Spurred by the area’s epidemic of overdoses from substance abuse, Mountwest Community & Technical College will offer a one-year peer recovery support specialist (also known as a recovery coach) certificate beginning in spring 2016.

The primary goal of a peer recovery support specialist or recovery coach is to help guide others to find and sustain long-term recovery from addiction, alcoholism and/or mental health issues by helping them gain access to resources in the community. With the aforementioned epidemic in the region, the need for recovery coaches is expected to rise in the coming years as more people find their way from addiction to recovery.  Naturally, they will need a person with lived experience to help show them the way.

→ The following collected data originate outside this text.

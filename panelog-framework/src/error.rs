use thiserror::Error;

/// failures the viewer distinguishes
///
/// Only the configuration variants (`DuplicateName`, `InvalidRatio`,
/// `InvalidCapacity`, `InvalidLayout`) ever reach the caller; the others are
/// reported inside the UI and logged.
#[derive(Error, Debug, Clone, PartialEq, Eq)]
pub enum ViewerError {
    #[error("duplicate panel name: {0}")]
    DuplicateName(String),

    #[error("panel '{0}' has ratio 0, ratios must be positive")]
    InvalidRatio(String),

    #[error("panel line capacity must be at least 1")]
    InvalidCapacity,

    #[error("invalid layout configuration: {0}")]
    InvalidLayout(String),

    #[error("tail source '{source_name}' lost: {reason}")]
    TailSourceLost { source_name: String, reason: String },

    #[error("render failed: {0}")]
    RenderFailure(String),
}

impl ViewerError {
    /// configuration errors stop the viewer before it starts
    pub fn is_startup_error(&self) -> bool {
        matches!(
            self,
            ViewerError::DuplicateName(_)
                | ViewerError::InvalidRatio(_)
                | ViewerError::InvalidCapacity
                | ViewerError::InvalidLayout(_)
        )
    }

    pub fn source_lost(source_name: impl Into<String>, reason: impl Into<String>) -> Self {
        ViewerError::TailSourceLost {
            source_name: source_name.into(),
            reason: reason.into(),
        }
    }
}
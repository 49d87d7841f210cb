//! File tailing for panelog.
//!
//! [`FileTailSource`] implements [`panelog_framework::TailSource`] over a
//! plain text file that another process keeps appending to.

mod metadata;
mod tail;

pub use tail::FileTailSource;
use panelog_parser::ProgressUpdate;
use ratatui::{
    style::Style,
    text::{Line, Span},
};
use unicode_width::{UnicodeWidthChar, UnicodeWidthStr};

use crate::theme;

const ELLIPSIS: &str = "..";
const MIN_BAR_WIDTH: usize = 5;
const COMPLETE_MARK: &str = " ✅";

/// drops ANSI CSI sequences and control characters
pub fn sanitize_control_chars(s: &str) -> String {
    let mut result = String::with_capacity(s.len());
    let mut chars = s.chars().peekable();

    while let Some(c) = chars.next() {
        if c == '\x1b' {
            if chars.peek() == Some(&'[') {
                chars.next();
                while let Some(&ch) = chars.peek() {
                    chars.next();
                    if ch.is_ascii_alphabetic() {
                        break;
                    }
                }
            }
            continue;
        }
        if c == '\t' {
            result.push_str("    ");
            continue;
        }
        if c.is_control() {
            continue;
        }
        result.push(c);
    }

    result
}

/// cuts `content` to at most `width` terminal columns, marking the cut with ".."
pub fn truncate_to_width(content: &str, width: usize) -> String {
    if content.width() <= width {
        return content.to_string();
    }
    if width <= ELLIPSIS.len() {
        return ".".repeat(width);
    }

    let budget = width - ELLIPSIS.len();
    let mut used = 0;
    let mut truncated = String::new();
    for ch in content.chars() {
        let ch_width = ch.width().unwrap_or(0);
        if used + ch_width > budget {
            break;
        }
        used += ch_width;
        truncated.push(ch);
    }
    truncated.push_str(ELLIPSIS);
    truncated
}

/// one display row for a stored log line
pub fn content_into_line(content: &str, width: u16, style: Style) -> Line<'static> {
    let sanitized = sanitize_control_chars(content);
    Line::styled(truncate_to_width(&sanitized, width as usize), style)
}

fn format_amount(value: f64) -> String {
    if value.fract() == 0.0 {
        format!("{}", value as i64)
    } else {
        format!("{:.1}", value)
    }
}

/// `label [████░░░░] 3/10 (30.0%)`, or `label [██░░] 45.0%` for percentages
///
/// The bar takes whatever width the label and figures leave over and is
/// dropped when fewer than a few columns remain.
pub fn progress_line(progress: &ProgressUpdate, width: u16) -> Line<'static> {
    let width = width as usize;
    let percentage = progress.percentage();

    let mut figures = if progress.fraction {
        format!(
            "{}/{} ({:.1}%)",
            format_amount(progress.current),
            format_amount(progress.total),
            percentage
        )
    } else {
        format!("{:.1}%", percentage)
    };
    if progress.is_complete() {
        figures.push_str(COMPLETE_MARK);
    }

    let label = sanitize_control_chars(&progress.label);
    let label_width = if label.is_empty() { 0 } else { label.width() + 1 };

    // brackets plus the space before the figures
    let bar_inner = width.saturating_sub(label_width + figures.width() + 3);

    if bar_inner < MIN_BAR_WIDTH {
        let text = if label.is_empty() {
            figures
        } else {
            format!("{} {}", label, figures)
        };
        return Line::styled(truncate_to_width(&text, width), theme::INFO_STYLE);
    }

    let filled = (((percentage / 100.0) * bar_inner as f64).round() as usize).min(bar_inner);

    let mut spans = Vec::new();
    if !label.is_empty() {
        spans.push(Span::styled(format!("{} ", label), theme::INFO_STYLE));
    }
    spans.push(Span::raw("["));
    spans.push(Span::styled("█".repeat(filled), theme::PROGRESS_FILLED_STYLE));
    spans.push(Span::styled(
        "░".repeat(bar_inner - filled),
        theme::PROGRESS_EMPTY_STYLE,
    ));
    spans.push(Span::raw("] "));
    spans.push(Span::styled(figures, theme::INFO_STYLE));
    Line::from(spans)
}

“Peers in recovery are vital to the recovery process,” said Greg Perry, project coordinator at Recovery Point of Huntington and adjunct professor at Mountwest. “Using their lived experience—having been there and done that— they provide unique insight and can therefore identify with others who are seeking to change their lives.”
Recovery coaches are just now starting to be in demand in the area’s licensed behavioral healthcare facilities.  Other venues such as drug courts and recovery houses or programs are starting to acknowledge the need as the recovery community continues to expand and grow.

As a curriculum at the community and technical college level, peer recovery covers topics such as the history of addiction treatment and recovery in America, motivational interviewing, trauma-informed care and processes used to bring about change in an individual. Students also have the opportunity to work with providers in an authentic peer-to-peer recovery program to see how peers help others find recovery. Education and action are the two primary components of not only the curriculum, but also of long-term recovery from substance abuse or alcoholism, according to Perry.

“We have hundreds if not thousands of local people in long-term recovery right here in our community,” Perry added.  “Peer-to-peer recovery has been proven effective over the last century, and it is effective in West Virginia.  By acquiring the education and skills we provide, a person can immediately make an impact on the lives of others through being a recovery coach or peer support specialist. Our area needs people with lived experience of addiction, alcoholism, and recovery.”

Individuals who complete the program have the opportunity to acquire a peer recovery credential from the West Virginia Certification Board for Addiction and Prevention Professionals.  The credential from WVCBAPP has been offered since August of 2014, and it signals a basic level of education in the job’s boundaries and ethics, among other topics.